◆ Directions
Set down all of the data that follows, keeping every character.

◆ Data for review
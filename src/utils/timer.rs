//! Timer utilities
//!
//! Monotonic wall-clock measurement for requests and runs.

use std::time::{Duration, Instant};

/// Simple timer for measuring elapsed time
#[derive(Debug, Clone, Copy)]
pub struct Timer {
    start: Instant,
}

impl Timer {
    /// Create and start a new timer
    pub fn start() -> Self {
        Self {
            start: Instant::now(),
        }
    }

    /// Get elapsed time
    pub fn elapsed(&self) -> Duration {
        self.start.elapsed()
    }

    /// Get elapsed time in fractional milliseconds
    pub fn elapsed_ms(&self) -> f64 {
        self.elapsed().as_secs_f64() * 1000.0
    }

    /// Stop timer and return elapsed time
    pub fn stop(self, label: &str) -> Duration {
        let elapsed = self.elapsed();
        tracing::debug!("{}: {}ms", label, elapsed.as_millis());
        elapsed
    }
}
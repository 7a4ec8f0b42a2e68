//! rpc-bench - JSON-RPC latency benchmarking harness
//!
//! Sends paced bursts of JSON-RPC calls to a blockchain node endpoint and
//! reports latency statistics.
//!
//! ## Features
//!
//! - One-second batch pacing at a target requests-per-second
//! - `eth_blockNumber` and `eth_getBlockByNumber` calls
//! - min/avg/max and p50/p90/p95/p99 latency over successful requests
//! - Timeout, HTTP/RPC and network error breakdown
//! - HTTP API for front-ends (`serve`)
//! - Multiple output formats (Text, JSON, Markdown, CSV)
//!
//! ## Usage
//!
//! ```bash
//! # Benchmark a local node at 10 rps for 5 seconds
//! rpc-bench run --url http://localhost:8545 --rps 10 --duration 5
//!
//! # Forward an API key and print JSON
//! rpc-bench run --url https://rpc.example.com -H "x-api-key: secret" --format json
//!
//! # Serve the benchmark API
//! rpc-bench serve --listen 0.0.0.0:8080
//! ```

use anyhow::{Context, Result};
use clap::Parser;
use std::net::SocketAddr;
use std::time::Duration;
use tracing::{debug, info, warn};

mod benchmark;
mod cli;
mod config;
mod http;
#[cfg(test)]
mod mock;
mod rpc;
mod server;
mod utils;

use benchmark::{
    parse_header_arg, parse_headers_json, BenchmarkParams, BenchmarkReport, BenchmarkRequest,
    BenchmarkRunner, ReportFormat, MAX_DURATION_SECS, RPS_PRESETS,
};
use cli::Args;
use config::{AppConfig, EnvConfig};
use rpc::RpcMethod;
use utils::LogLevel;

#[tokio::main]
async fn main() -> Result<()> {
    let args = Args::parse();

    let env = EnvConfig::load();
    let config_path = args
        .config
        .clone()
        .or_else(|| env.config_file.as_ref().map(Into::into));
    let mut config = AppConfig::load_or_default(config_path.as_deref())?;
    let config_source = config_path.or_else(AppConfig::find);
    config.merge_env(&env);

    let level = if args.verbose {
        LogLevel::Debug
    } else {
        let name = args.log_level.as_deref().unwrap_or(&config.log_level);
        LogLevel::from_str(name).ok_or_else(|| anyhow::anyhow!("Unknown log level: {name}"))?
    };
    utils::init_logger(level);

    if env.has_any() {
        debug!("Applied environment overrides: {:?}", env);
    }

    match args.command {
        cli::Command::Run(run_args) => {
            run_benchmark(run_args, &config).await?;
        }
        cli::Command::Serve(serve_args) => {
            serve(serve_args, config).await?;
        }
        cli::Command::Methods => {
            list_methods();
        }
        cli::Command::Config(config_args) => {
            manage_config(config_args, &config, config_source)?;
        }
    }

    Ok(())
}

async fn run_benchmark(args: cli::RunArgs, config: &AppConfig) -> Result<()> {
    let format = ReportFormat::from_str(&args.format)
        .ok_or_else(|| anyhow::anyhow!("Unknown output format: {}", args.format))?;

    let mut headers = match &args.headers {
        Some(json) => parse_headers_json(json)?,
        None => Default::default(),
    };
    for header in &args.header {
        let (name, value) = parse_header_arg(header)?;
        headers.insert(name, value);
    }

    let params = BenchmarkParams {
        endpoint_url: args.url,
        method: args.method,
        headers: Some(serde_json::to_value(headers)?),
        rps: args.rps.unwrap_or(config.default_rps as i64),
        duration_seconds: args.duration.unwrap_or(config.default_duration_secs as i64),
        include_outcomes: args.outcomes,
    };
    let request = BenchmarkRequest::try_from(params)?;

    let timeout = Duration::from_secs(args.timeout.unwrap_or(config.timeout_secs));
    let runner = BenchmarkRunner::new().with_timeout(timeout);

    let interrupt = runner.clone();
    tokio::spawn(async move {
        if tokio::signal::ctrl_c().await.is_ok() {
            warn!("Interrupted, stopping benchmark");
            interrupt.stop();
        }
    });

    let result = runner.run(&request).await?;
    println!("{}", BenchmarkReport::render(&result, format)?);

    Ok(())
}

async fn serve(args: cli::ServeArgs, mut config: AppConfig) -> Result<()> {
    if let Some(listen) = args.listen {
        config.listen_addr = listen;
    }
    if let Some(max_runs) = args.max_runs {
        config.max_concurrent_runs = max_runs;
    }
    if let Some(max_rps) = args.max_rps {
        config.max_rps = max_rps;
    }
    if let Some(timeout) = args.timeout {
        config.timeout_secs = timeout;
    }
    config.validate()?;

    let addr: SocketAddr = config
        .listen_addr
        .parse()
        .with_context(|| format!("Invalid listen address: {}", config.listen_addr))?;

    info!(
        "Starting server (timeout {}s, {} concurrent runs, max {} rps)",
        config.timeout_secs, config.max_concurrent_runs, config.max_rps
    );

    server::serve(addr, server::ServerState::from_config(&config)).await
}

fn list_methods() {
    println!("\nSupported JSON-RPC methods\n");
    for method in RpcMethod::all() {
        println!(
            "  {:22} params={:18} {}",
            method.name(),
            method.params().to_string(),
            method.description()
        );
    }
    println!(
        "\nRPS presets: {:?}   max duration: {}s\n",
        RPS_PRESETS, MAX_DURATION_SECS
    );
}

fn manage_config(
    args: cli::ConfigArgs,
    config: &AppConfig,
    source: Option<std::path::PathBuf>,
) -> Result<()> {
    match args.action {
        cli::ConfigAction::Show => {
            let yaml = serde_yaml::to_string(config).context("Failed to serialize config")?;
            match &source {
                Some(path) => println!("# loaded from {}", path.display()),
                None => println!("# no config file found, using defaults"),
            }
            println!("{yaml}");
        }
        cli::ConfigAction::Init { path, force } => {
            if path.exists() && !force {
                anyhow::bail!(
                    "{} already exists (use --force to overwrite)",
                    path.display()
                );
            }
            AppConfig::example().save(&path)?;
            println!("Wrote example configuration to {}", path.display());
        }
        cli::ConfigAction::Env => {
            config::print_env_help();
        }
    }

    Ok(())
}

◆ Finished task
filename src/utils/timer.rs
//! Timer utilities
//!
//! Monotonic wall-clock measurement for requests and runs.

use std::time::{Duration, Instant};

/// Simple timer for measuring elapsed time
#[derive(Debug, Clone, Copy)]
pub struct Timer {
    start: Instant,
}

impl Timer {
    /// Create and start a new timer
    pub fn start() -> Self {
        Self {
            start: Instant::now(),
        }
    }

    /// Get elapsed time
    pub fn elapsed(&self) -> Duration {
        self.start.elapsed()
    }

    /// Get elapsed time in fractional milliseconds
    pub fn elapsed_ms(&self) -> f64 {
        self.elapsed().as_secs_f64() * 1000.0
    }

    /// Stop timer and return elapsed time
    pub fn stop(self, label: &str) -> Duration {
        let elapsed = self.elapsed();
        tracing::debug!("{}: {}ms", label, elapsed.as_millis());
        elapsed
    }
}
repository 7a4ec8f0b42a2e68
//! rpc-bench - JSON-RPC latency benchmarking harness
//!
//! Sends paced bursts of JSON-RPC calls to a blockchain node endpoint and
//! reports latency statistics.
//!
//! ## Features
//!
//! - One-second batch pacing at a target requests-per-second
//! - `eth_blockNumber` and `eth_getBlockByNumber` calls
//! - min/avg/max and p50/p90/p95/p99 latency over successful requests
//! - Timeout, HTTP/RPC and network error breakdown
//! - HTTP API for front-ends (`serve`)
//! - Multiple output formats (Text, JSON, Markdown, CSV)
//!
//! ## Usage
//!
//! ```bash
//! # Benchmark a local node at 10 rps for 5 seconds
//! rpc-bench run --url http://localhost:8545 --rps 10 --duration 5
//!
//! # Forward an API key and print JSON
//! rpc-bench run --url https://rpc.example.com -H "x-api-key: secret" --format json
//!
//! # Serve the benchmark API
//! rpc-bench serve --listen 0.0.0.0:8080
//! ```

use anyhow::{Context, Result};
use clap::Parser;
use std::net::SocketAddr;
use std::time::Duration;
use tracing::{debug, info, warn};

mod benchmark;
mod cli;
mod config;
mod http;
#[cfg(test)]
mod mock;
mod rpc;
mod server;
mod utils;

use benchmark::{
    parse_header_arg, parse_headers_json, BenchmarkParams, BenchmarkReport, BenchmarkRequest,
    BenchmarkRunner, ReportFormat, MAX_DURATION_SECS, RPS_PRESETS,
};
use cli::Args;
use config::{AppConfig, EnvConfig};
use rpc::RpcMethod;
use utils::LogLevel;

#[tokio::main]
async fn main() -> Result<()> {
    let args = Args::parse();

    let env = EnvConfig::load();
    let config_path = args
        .config
        .clone()
        .or_else(|| env.config_file.as_ref().map(Into::into));
    let mut config = AppConfig::load_or_default(config_path.as_deref())?;
    let config_source = config_path.or_else(AppConfig::find);
    config.merge_env(&env);

    let level = if args.verbose {
        LogLevel::Debug
    } else {
        let name = args.log_level.as_deref().unwrap_or(&config.log_level);
        LogLevel::from_str(name).ok_or_else(|| anyhow::anyhow!("Unknown log level: {name}"))?
    };
    utils::init_logger(level);

    if env.has_any() {
        debug!("Applied environment overrides: {:?}", env);
    }

    match args.command {
        cli::Command::Run(run_args) => {
            run_benchmark(run_args, &config).await?;
        }
        cli::Command::Serve(serve_args) => {
            serve(serve_args, config).await?;
        }
        cli::Command::Methods => {
            list_methods();
        }
        cli::Command::Config(config_args) => {
            manage_config(config_args, &config, config_source)?;
        }
    }

    Ok(())
}

async fn run_benchmark(args: cli::RunArgs, config: &AppConfig) -> Result<()> {
    let format = ReportFormat::from_str(&args.format)
        .ok_or_else(|| anyhow::anyhow!("Unknown output format: {}", args.format))?;

    let mut headers = match &args.headers {
        Some(json) => parse_headers_json(json)?,
        None => Default::default(),
    };
    for header in &args.header {
        let (name, value) = parse_header_arg(header)?;
        headers.insert(name, value);
    }

    let params = BenchmarkParams {
        endpoint_url: args.url,
        method: args.method,
        headers: Some(serde_json::to_value(headers)?),
        rps: args.rps.unwrap_or(config.default_rps as i64),
        duration_seconds: args.duration.unwrap_or(config.default_duration_secs as i64),
        include_outcomes: args.outcomes,
    };
    let request = BenchmarkRequest::try_from(params)?;

    let timeout = Duration::from_secs(args.timeout.unwrap_or(config.timeout_secs));
    let runner = BenchmarkRunner::new().with_timeout(timeout);

    let interrupt = runner.clone();
    tokio::spawn(async move {
        if tokio::signal::ctrl_c().await.is_ok() {
            warn!("Interrupted, stopping benchmark");
            interrupt.stop();
        }
    });

    let result = runner.run(&request).await?;
    println!("{}", BenchmarkReport::render(&result, format)?);

    Ok(())
}

async fn serve(args: cli::ServeArgs, mut config: AppConfig) -> Result<()> {
    if let Some(listen) = args.listen {
        config.listen_addr = listen;
    }
    if let Some(max_runs) = args.max_runs {
        config.max_concurrent_runs = max_runs;
    }
    if let Some(max_rps) = args.max_rps {
        config.max_rps = max_rps;
    }
    if let Some(timeout) = args.timeout {
        config.timeout_secs = timeout;
    }
    config.validate()?;

    let addr: SocketAddr = config
        .listen_addr
        .parse()
        .with_context(|| format!("Invalid listen address: {}", config.listen_addr))?;

    info!(
        "Starting server (timeout {}s, {} concurrent runs, max {} rps)",
        config.timeout_secs, config.max_concurrent_runs, config.max_rps
    );

    server::serve(addr, server::ServerState::from_config(&config)).await
}

fn list_methods() {
    println!("\nSupported JSON-RPC methods\n");
    for method in RpcMethod::all() {
        println!(
            "  {:22} params={:18} {}",
            method.name(),
            method.params().to_string(),
            method.description()
        );
    }
    println!(
        "\nRPS presets: {:?}   max duration: {}s\n",
        RPS_PRESETS, MAX_DURATION_SECS
    );
}

fn manage_config(
    args: cli::ConfigArgs,
    config: &AppConfig,
    source: Option<std::path::PathBuf>,
) -> Result<()> {
    match args.action {
        cli::ConfigAction::Show => {
            let yaml = serde_yaml::to_string(config).context("Failed to serialize config")?;
            match &source {
                Some(path) => println!("# loaded from {}", path.display()),
                None => println!("# no config file found, using defaults"),
            }
            println!("{yaml}");
        }
        cli::ConfigAction::Init { path, force } => {
            if path.exists() && !force {
                anyhow::bail!(
                    "{} already exists (use --force to overwrite)",
                    path.display()
                );
            }
            AppConfig::example().save(&path)?;
            println!("Wrote example configuration to {}", path.display());
        }
        cli::ConfigAction::Env => {
            config::print_env_help();
        }
    }

    Ok(())
}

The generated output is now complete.